By Christopher Beam
In
a gallery in Hong Kong’s Chai Wan district last week, during the city’s
third annual installment of the international Art Basel fair, the
Beijing-based artist Huang Rui
introduced a new live work called “Red Black White Grey.” At the start
of the performance, four affectless women walked onstage wearing trench
coats, then disrobed one by one as Huang, who is sixty-three, slathered
their bodies with black and then white paint. He directed them to lie
down on a canvas that looked like four Hong Kong flags, in
configurations that by the end spelled out “1997,” the year in which
sovereignty over the territory transferred from the U.K. to China, and
“2047,” the year that Hong Kong is slated to merge completely with the
mainland. As the soundtrack’s drums and electric violin built to a
furious climax, the women put their coats back on and the artist painted
single digits on the front of each jacket, to form “2015.” The music
stopped, and the audience applauded.
Huang’s
performance stood out in the week of nonstop art, if not for its
subtlety then certainly for its political intent. I’d come to Art Basel
expecting to see political messages, especially given that it had been
only a couple of months since the pro-democracy Occupy Central protests
gripped Hong Kong. But, with the notable exception of Huang and the
Beijing artist Xu Qu, whose installation of tattered yellow umbrellas,
called “Occupy Art Central,”
was shown at the nearby Art Central fair, few Chinese artists whose
work I saw seemed to grapple overtly with the city’s recent trauma, or
with the Communist political system that spawned it. Whereas many
artists of Huang’s generation, from the sculptor Wang Keping to the painter Ma Desheng, made their names by challenging the government, the younger Chinese creators seemed less interested in activism.
Westerners
are often criticized for looking at Chinese art through a narrow
political lens. Ask an American to name a Chinese artist, and the
response is most likely Ai Weiwei, whose brand of political provocation
ranges from mocking the government on his blog to collecting the names
of more than five thousand children who died in the 2008 Sichuan
earthquake as a result of shoddy building construction. He has become
all but synonymous with Chinese art. (Evan Osnos profiled Ai Weiwei in 2010.)
This
focus on the political has persisted in the West for decades, fostered
in part by the journalists who reported on China in the
nineteen-seventies and nineteen-eighties, when relatively few
international art critics had visited the country. Back then, the
Chinese artists who drew global attention were those who criticized the
Communist Party, including Huang, who organized one of the seminal
independent art displays of the era, the unauthorized “Stars”

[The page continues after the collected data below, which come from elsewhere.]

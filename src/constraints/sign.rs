//! f = sign(b): +1 when b >= 0, -1 otherwise.

use std::any::Any;

use serde::{Deserialize, Serialize};

use super::{
    is_negative, parse_variable, ConstraintKind, Phase, PieceSplit, PiecewiseConstraint,
    WatchedBounds,
};
use crate::errors::{VfError, VfResult};
use crate::query::LinearExpression;
use crate::types::{Tightening, Variable};

#[derive(Debug, Clone, Serialize, Deserialize)]
pub struct SignConstraint {
    b: Variable,
    f: Variable,
    phase: Phase,
    bounds: WatchedBounds,
    have_eliminated_variables: bool,
}

impl SignConstraint {
    pub fn new(b: Variable, f: Variable) -> Self {
        Self {
            b,
            f,
            phase: Phase::NotFixed,
            bounds: WatchedBounds::default(),
            have_eliminated_variables: false,
        }
    }

    pub fn b(&self) -> Variable {
        self.b
    }

    pub fn f(&self) -> Variable {
        self.f
    }

    pub(crate) fn parse_line(parts: &[&str]) -> VfResult<Self> {
        if parts.len() != 2 {
            return Err(VfError::ParseError(format!(
                "sign expects 2 fields, got {}",
                parts.len()
            )));
        }
        let f = parse_variable(parts[0])?;
        let b = parse_variable(parts[1])?;
        Ok(Self::new(b, f))
    }

    fn set_phase(&mut self, phase: Phase) {
        if self.phase == Phase::NotFixed {
            self.phase = phase;
        }
    }

    fn positive_split(&self) -> PieceSplit {
        let mut split = PieceSplit::new();
        split.tightenings.push(Tightening::lower(self.b, 0.0));
        split.tightenings.push(Tightening::lower(self.f, 1.0));
        split.tightenings.push(Tightening::upper(self.f, 1.0));
        split
    }

    fn negative_split(&self) -> PieceSplit {
        let mut split = PieceSplit::new();
        split.tightenings.push(Tightening::upper(self.b, 0.0));
        split.tightenings.push(Tightening::lower(self.f, -1.0));
        split.tightenings.push(Tightening::upper(self.f, -1.0));
        split
    }
}

#[typetag::serde]
impl PiecewiseConstraint for SignConstraint {
    fn kind(&self) -> ConstraintKind {
        ConstraintKind::Sign
    }

    fn participating_variables(&self) -> Vec<Variable> {
        vec![self.b, self.f]
    }

    fn as_any(&self) -> &dyn Any {
        self
    }

    fn restore_state(&mut self, other: &dyn PiecewiseConstraint) {
        let other = other
            .as_any()
            .downcast_ref::<Self>()
            .expect("restore_state requires a sign");
        *self = other.clone();
    }

    fn notify_lower_bound(&mut self, variable: Variable, bound: f64) {
        if !self.bounds.update_lower(variable, bound) {
            return;
        }
        if variable == self.b && !is_negative(bound) {
            self.set_phase(Phase::Positive);
        } else if variable == self.f && bound > -1.0 + super::COMPARISON_EPSILON {
            self.set_phase(Phase::Positive);
        }
    }

    fn notify_upper_bound(&mut self, variable: Variable, bound: f64) {
        if !self.bounds.update_upper(variable, bound) {
            return;
        }
        if variable == self.b && is_negative(bound) {
            self.set_phase(Phase::Negative);
        } else if variable == self.f && bound < 1.0 - super::COMPARISON_EPSILON {
            self.set_phase(Phase::Negative);
        }
    }

    fn entailed_tightenings(&self, out: &mut Vec<Tightening>) {
        out.push(Tightening::lower(self.f, -1.0));
        out.push(Tightening::upper(self.f, 1.0));
        match self.phase {
            Phase::Positive => {
                out.push(Tightening::lower(self.f, 1.0));
                out.push(Tightening::lower(self.b, 0.0));
            }
            Phase::Negative => {
                out.push(Tightening::upper(self.f, -1.0));
                out.push(Tightening::upper(self.b, 0.0));
            }
            _ => {}
        }
    }

    fn phase(&self) -> Phase {
        self.phase
    }

    fn all_cases(&self) -> Vec<Phase> {
        vec![Phase::Negative, Phase::Positive]
    }

    fn case_split(&self, phase: Phase) -> Option<PieceSplit> {
        match phase {
            Phase::Positive => Some(self.positive_split()),
            Phase::Negative => Some(self.negative_split()),
            _ => None,
        }
    }

    fn cost_term(&self, _phase: Phase, _cost: &mut LinearExpression) {
        // Sign does not contribute to the SoI objective.
    }

    fn eliminate_variable(&mut self, _variable: Variable, _value: f64) {
        self.have_eliminated_variables = true;
    }

    fn update_variable_index(&mut self, old: Variable, new: Variable) {
        if self.b == old {
            self.b = new;
        }
        if self.f == old {
            self.f = new;
        }
        self.bounds.rename(old, new);
    }

    fn is_obsolete(&self) -> bool {
        self.have_eliminated_variables
    }

    fn serialize_line(&self) -> String {
        format!("sign,{},{}", self.f, self.b)
    }
}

exhibition, in Beijing in 1979. This journalistic bias persisted into
the nineties, when several avant-garde Chinese artists, including Fang Lijun, Yue Minjun, and Wang Guangyi,
gained international fame after their art was labelled “cynical
realism” or “political pop,” and described by Western media as an
expression of disillusionment with Chinese society following the 1989
massacre in Tiananmen Square. By the mid-aughts, their paintings were
selling for millions. More recently, the mantle has passed to Ai, whose
success owes to many factors: his quotability, his gift for social-media
engagement, his family background, his physical appearance, his humor,
his excellent English, and his well-regarded body of work. But it’s his
defiance of the government that has made him an icon—outside China, at
least.
Inside China, people have more complex
views of Ai and of the relationship between politics and art. After
Huang’s performance was finished, I encountered Wang Keping, a gifted
wood sculptor who first made his name at Huang’s “Stars” exhibition in
Beijing. Wang was even more radical than Huang at that event, agitating
for a march and, according to an account he wrote later, shouting out “I
am a rebel artist!” in the presence of state media. Among the
sculptures that Wang hung on the gate of the National Art Museum that
day was “Silence,”
a bloated face with a cork in its mouth. Since then, however, he has
drifted away from politics, building abstract depictions of male and
female bodies; two of these sculptures occupied prominent spots at the
fair. “When you look at the art scene, the work that really carries
weight and power in politics and society is very rare,” he said.